Selon les médias, Stellantis, en tant que seul grand constructeur automobile italien, a déclaré le 10 avril que les constructeurs automobiles chinois produisant des voitures en Italie pourraient conduire à des décisions difficiles pour l'entreprise, notamment la fermeture d'usines.

Auparavant, le gouvernement italien avait indiqué qu'il était en négociations avec Tesla et les constructeurs automobiles chinois, dont Chery, pour inciter l'un d'entre eux à produire des voitures en Italie, dans le but de stimuler la production automobile italienne après des années de déclin.
Carlos Tavares, PDG de Stellantis, a déclaré lors d'un événement à Turin : « Si quelqu'un veut introduire la concurrence chinoise en Italie, nous devrons peut-être prendre des décisions impopulaires, et les responsables de cela doivent en assumer la responsabilité. notre seule option est de redoubler d'efforts, d'améliorer l'efficacité de la production et de renforcer la compétitivité. »
Tavares a déclaré que l'introduction d'autres constructeurs automobiles pourrait probablement entraîner une perte de part de marché de Stellantis et une baisse de ses ventes.
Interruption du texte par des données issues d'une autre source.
//! Error types for the host type model

use std::error::Error;
use std::sync::Arc;

/// Result type for host operations
pub type HostResult<T> = Result<T, HostError>;

/// Failures raised by the host type model or by user code running inside it
#[derive(Debug, Clone, thiserror::Error)]
pub enum HostError {
    /// Value did not have the expected kind
    #[error("Type mismatch: expected {expected}, got {got}")]
    TypeMismatch {
        /// Expected type name
        expected: String,
        /// Actual type name
        got: String,
    },

    /// Explicit conversion failed at runtime
    #[error("Invalid cast from {from} to {to}")]
    InvalidCast {
        /// Source type name
        from: String,
        /// Target type name
        to: String,
    },

    /// A module with this name is already loaded
    #[error("Module already loaded: {0}")]
    DuplicateModule(String),

    /// Failure raised by a method, constructor or property body
    #[error("{0}")]
    Fault(String),

    /// Arbitrary error raised by user code
    #[error(transparent)]
    User(Arc<dyn Error + Send + Sync>),
}

impl HostError {
    /// Wrap an error produced by user code
    pub fn user<E: Error + Send + Sync + 'static>(error: E) -> Self {
        HostError::User(Arc::new(error))
    }

    /// Create a fault with a message
    pub fn fault(message: impl Into<String>) -> Self {
        HostError::Fault(message.into())
    }
}

impl From<String> for HostError {
    fn from(s: String) -> Self {
        HostError::Fault(s)
    }
}

impl From<&str> for HostError {
    fn from(s: &str) -> Self {
        HostError::Fault(s.to_string())
    }
}
//! Shared fixture: a small universe with geometry and bank modules

#![allow(dead_code)]

use std::sync::Arc;

use mirror_types::{
    AttributeEntry, ConstructorDefinition, FieldDefinition, HostError, MethodDefinition, Module,
    Primitive, PropertyDefinition, TypeBuilder, TypeHandle, Universe, Value,
};

/// Marks a type as serializable; inherited by subclasses
#[derive(Debug, PartialEq)]
pub struct Serializable;

/// Free-form category tag
#[derive(Debug, PartialEq)]
pub struct Category(pub &'static str);

pub struct Fixture {
    pub universe: Arc<Universe>,
    pub point: TypeHandle,
    pub shape: TypeHandle,
    pub circle: TypeHandle,
    pub account: TypeHandle,
}

pub fn init_tracing() {
    let _ = tracing_subscriber::fmt()
        .with_env_filter("mirror=debug")
        .with_test_writer()
        .try_init();
}

pub fn fixture() -> Fixture {
    let point = TypeBuilder::class("geometry", "geometry.Point")
        .field(FieldDefinition::new("X", Primitive::I32))
        .field(FieldDefinition::new("Y", Primitive::I32))
        .property(
            PropertyDefinition::new("Sum", Primitive::I64).getter(|this| {
                let obj = this.as_object().ok_or("no instance")?;
                let x = obj.slot(0).and_then(|v| v.as_i32()).unwrap_or(0);
                let y = obj.slot(1).and_then(|v| v.as_i32()).unwrap_or(0);
                Ok(Value::I64(x as i64 + y as i64))
            }),
        )
        .constructor(ConstructorDefinition::empty())
        .build();

    let shape = TypeBuilder::class("geometry", "geometry.Shape")
        .attribute(AttributeEntry::new(Serializable))
        .attribute(AttributeEntry::new(Category("shape")).not_inherited())
        .method(
            MethodDefinition::new("Describe", |_, _| Ok(Value::str("shape")))
                .returns(Primitive::String)
                .attribute(AttributeEntry::new(Category("text"))),
        )
        .constructor(ConstructorDefinition::empty())
        .build();

    let circle = TypeBuilder::subclass("geometry", "geometry.Circle", &shape)
        .field(FieldDefinition::new("Radius", Primitive::F64))
        .method(
            MethodDefinition::new("Describe", |_, _| Ok(Value::str("circle")))
                .returns(Primitive::String),
        )
        .constructor(ConstructorDefinition::empty())
        .build();

    let account = TypeBuilder::class("bank", "bank.Account")
        .field(FieldDefinition::new("Balance", Primitive::I64))
        .field(FieldDefinition::new("Owner", Primitive::String))
        .field(FieldDefinition::new("audits", Primitive::I32).private())
        .field(
            FieldDefinition::new("Currency", Primitive::String)
                .as_static()
                .as_readonly()
                .initial_value(Value::str("EUR")),
        )
        .constructor(ConstructorDefinition::empty())
        .constructor(
            ConstructorDefinition::new(|obj, args| {
                obj.set_slot(0, args[0].clone());
                Ok(())
            })
            .param("balance", Primitive::I64),
        )
        .constructor(
            ConstructorDefinition::new(|obj, args| {
                obj.set_slot(1, args[0].clone());
                Ok(())
            })
            .param("owner", Primitive::String),
        )
        .method(
            MethodDefinition::new("Deposit", |this, args| {
                let obj = this.as_object().ok_or("no instance")?;
                let amount = args[0].as_i64().ok_or("expected i64")?;
                if amount < 0 {
                    return Err(HostError::fault("negative deposit"));
                }
                let balance = obj.slot(0).and_then(|v| v.as_i64()).unwrap_or(0) + amount;
                obj.set_slot(0, Value::I64(balance));
                Ok(Value::I64(balance))
            })
            .param("amount", Primitive::I64)
            .returns(Primitive::I64),
        )
        .method(
            MethodDefinition::new("Audit", |this, _| {
                let obj = this.as_object().ok_or("no instance")?;
                let audits = obj.slot(2).and_then(|v| v.as_i32()).unwrap_or(0) + 1;
                obj.set_slot(2, Value::I32(audits));
                Ok(Value::I32(audits))
            })
            .returns(Primitive::I32)
            .private(),
        )
        .method(
            // Owner for index 0, null otherwise
            MethodDefinition::new("Nickname", |this, args| {
                let obj = this.as_object().ok_or("no instance")?;
                match args[0].as_i32() {
                    Some(0) => Ok(obj.slot(1).unwrap_or(Value::Null)),
                    _ => Ok(Value::Null),
                }
            })
            .param("index", Primitive::I32)
            .returns(Primitive::String),
        )
        .method(
            MethodDefinition::new("Rate", |_, _| Ok(Value::F64(0.025)))
                .returns(Primitive::F64)
                .as_static(),
        )
        .build();

    let universe = Universe::new();
    universe
        .register_module(
            Module::new("geometry")
                .with_type(point.clone())
                .with_type(shape.clone())
                .with_type(circle.clone()),
        )
        .unwrap();
    universe
        .register_module(Module::new("bank").with_type(account.clone()))
        .unwrap();

    Fixture {
        universe: Arc::new(universe),
        point,
        shape,
        circle,
        account,
    }
}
Il a déclaré : « Nous n'aurons peut-être pas besoin d'autant de centrales à l'avenir. Nous sommes prêts pour la bataille, mais les batailles font des victimes. »
Tavares a également évoqué les spéculations selon lesquelles Stellantis envisageait de se désengager de l'Italie en les qualifiant de « fausses nouvelles ». Il a déclaré : "Nous réalisons des investissements substantiels en Italie". Ces derniers mois, Tavares s'est affronté avec le gouvernement sur les niveaux de production en Italie de Stellantis.
Stellantis a annoncé prolonger la période de production de son modèle essence Fiat Panda le plus vendu jusqu'en 2030, offrant ainsi aux clients des options abordables.
La version à moteur à combustion interne de la Panda, produite près de Naples à Pomigliano d'Arco, devait initialement cesser sa production en 2027, la version électrique devant être dévoilée plus tard cette année.